Drive already mounted at /content/gdrive; to attempt to forcibly remount, call drive.mount("/content/gdrive", force_remount=True).


In [2]:
from __future__ import absolute_import, division, print_function

!pip install tensorflow-gpu==2.0.0-alpha0



In [0]:
import os
import sys
import numpy as np
import tensorflow as tf
from sklearn.model_selection import train_test_split

import re
import numpy as np
import os
import time
import pickle

In [4]:
print(tf.__version__)

2.0.0-alpha0


In [0]:
current_path = os.path.abspath(os.path.join('.'))
module_path = os.path.abspath(os.path.join('..'))
if module_path not in sys.path:
    sys.path.append(module_path)

In [0]:
dataset_save_location = "/content/gdrive/My Drive/W266/Project/data/parallel_trainv2.p"

In [0]:
import data_prep;
import utils;
import encoder;
import attention;
import decoder;

In [8]:
X_all, Y_all, en_word2idx_all, en_idx2word_all, en_vocab_all, hi_word2idx_all, hi_idx2word_all, hi_vocab_all = utils.load_pickle_dataset(dataset_save_location)
len(X_all), len(Y_all), len(en_vocab_all), len(hi_vocab_all)

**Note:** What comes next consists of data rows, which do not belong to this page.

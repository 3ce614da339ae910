use std::net::SocketAddr;
use std::sync::Arc;

use albmig_db::{ConfigurationStore, MemoryStore, PgStore};
use tracing_subscriber::{layer::SubscriberExt, util::SubscriberInitExt};

use albmig_api::config::{ServerConfig, StoreBackend};
use albmig_api::controller::{EnvSecrets, HttpControllerClient};
use albmig_api::router::build_app_router;
use albmig_api::state::AppState;

#[tokio::main]
async fn main() {
    dotenvy::dotenv().ok();

    // --- Tracing ---
    tracing_subscriber::registry()
        .with(
            tracing_subscriber::EnvFilter::try_from_default_env()
                .unwrap_or_else(|_| "albmig_api=debug,tower_http=debug".into()),
        )
        .with(tracing_subscriber::fmt::layer())
        .init();

    // --- Configuration ---
    let config = ServerConfig::from_env();
    tracing::info!(
        host = %config.host,
        port = %config.port,
        store_backend = ?config.store_backend,
        "Loaded server configuration"
    );

    // --- Configuration Store ---
    let store: Arc<dyn ConfigurationStore> = match config.store_backend {
        StoreBackend::Postgres => {
            let database_url = std::env::var("DATABASE_URL").expect("DATABASE_URL must be set");

            let pool = albmig_db::create_pool(&database_url)
                .await
                .expect("Failed to connect to database");
            tracing::info!("Database connection pool created");

            albmig_db::health_check(&pool)
                .await
                .expect("Database health check failed");
            tracing::info!("Database health check passed");

            albmig_db::run_migrations(&pool)
                .await
                .expect("Failed to run database migrations");
            tracing::info!("Database migrations applied");

            Arc::new(PgStore::new(pool))
        }
        StoreBackend::Memory => {
            tracing::warn!("Using in-memory configuration store; state is lost on restart");
            Arc::new(MemoryStore::new())
        }
    };

    // --- Lab controller client ---
    let controller = HttpControllerClient::new(&config.controller)
        .expect("Failed to build lab controller HTTP client");

    // --- App state ---
    let state = AppState {
        store,
        config: Arc::new(config.clone()),
        controller: Arc::new(controller),
        secrets: Arc::new(EnvSecrets),
    };

    let app = build_app_router(state, &config);

    // --- Start server ---
    let addr = SocketAddr::new(
        config.host.parse().expect("Invalid HOST address"),
        config.port,
    );
    tracing::info!(%addr, "Starting server");

    let listener = tokio::net::TcpListener::bind(addr)
        .await
        .expect("Failed to bind to address");

    axum::serve(listener, app)
        .with_graceful_shutdown(shutdown_signal())
        .await
        .expect("Server error");

    tracing::info!("Graceful shutdown complete");
}

/// Wait for a termination signal to initiate graceful shutdown.
///
/// Handles both SIGINT (Ctrl-C) and SIGTERM (on Unix).
async fn shutdown_signal() {
    let ctrl_c = async {
        tokio::signal::ctrl_c()
            .await
            .expect("Failed to install Ctrl-C handler");
    };

    #[cfg(unix)]
    let terminate = async {
        tokio::signal::unix::signal(tokio::signal::unix::SignalKind::terminate())
            .expect("Failed to install SIGTERM handler")
            .recv()
            .await;
    };

    #[cfg(not(unix))]
    let terminate = std::future::pending::<()>();

    tokio::select! {
        () = ctrl_c => {
            tracing::info!("Received SIGINT (Ctrl-C), starting graceful shutdown");
        }
        () = terminate => {
            tracing::info!("Received SIGTERM, starting graceful shutdown");
        }
    }
}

(704153, 704153, 50004, 50004)

In [0]:
emb_dim = 50
embedding_weights = utils.load_glove_embeddings("/content/gdrive/My Drive/W266/Project/data/glove.6B/", len(en_vocab_all), en_word2idx_all, emb_dim)

In [10]:
max_length_inp = utils.max_length(X_all) + 2 # <start>, <end>
max_length_tar = utils.max_length(Y_all) + 2 # <start>, <end>
(max_length_inp, max_length_tar)

(17, 17)

In [0]:
BATCH_SIZE = 64
embedding_dim = 50
units = 1024
vocab_inp_size = len(en_vocab_all)
vocab_tar_size = len(hi_vocab_all)

In [0]:
from encoder import Encoder
from decoder import Decoder
encoder = Encoder(vocab_inp_size, embedding_dim, units, BATCH_SIZE, weights_ = embedding_weights,mask=1)
decoder = Decoder(vocab_tar_size, embedding_dim, units, BATCH_SIZE)

In [0]:
optimizer = tf.keras.optimizers.Adam()
loss_object = tf.keras.losses.SparseCategoricalCrossentropy(from_logits=True)

def loss_function(real, pred):
  mask = tf.math.logical_not(tf.math.equal(real, 0))
  loss_ = loss_object(real, pred)

  mask = tf.cast(mask, dtype=loss_.dtype)
  loss_ *= mask
  
  return tf.reduce_mean(loss_)

In [0]:
checkpoint_dir = '/content/gdrive/My Drive/W266/Project/training_checkpoints_v2'
checkpoint_prefix = os.path.join(checkpoint_dir, "ckpt")
checkpoint = tf.train.Checkpoint(optimizer=optimizer,
                                 encoder=encoder,
                                 decoder=decoder)

In [0]:
def evaluate(sentence, encoder, decoder, max_length_inp, max_length_targ):
    attention_plot = np.zeros((max_length_targ, max_length_inp))
    
    sentence = '<start> ' + sentence.lower() + ' <end>'
    
    inputs = [en_word2idx_all[i] for i in sentence.split(' ')]
    inputs = tf.keras.preprocessing.sequence.pad_sequences([inputs], maxlen=max_length_inp, padding='post')
    
    inputs = tf.convert_to_tensor(inputs)
    
    result = ''
    
    hidden = [tf.zeros((1,units))]
    enc_out, enc_hidden = encoder(inputs, hidden)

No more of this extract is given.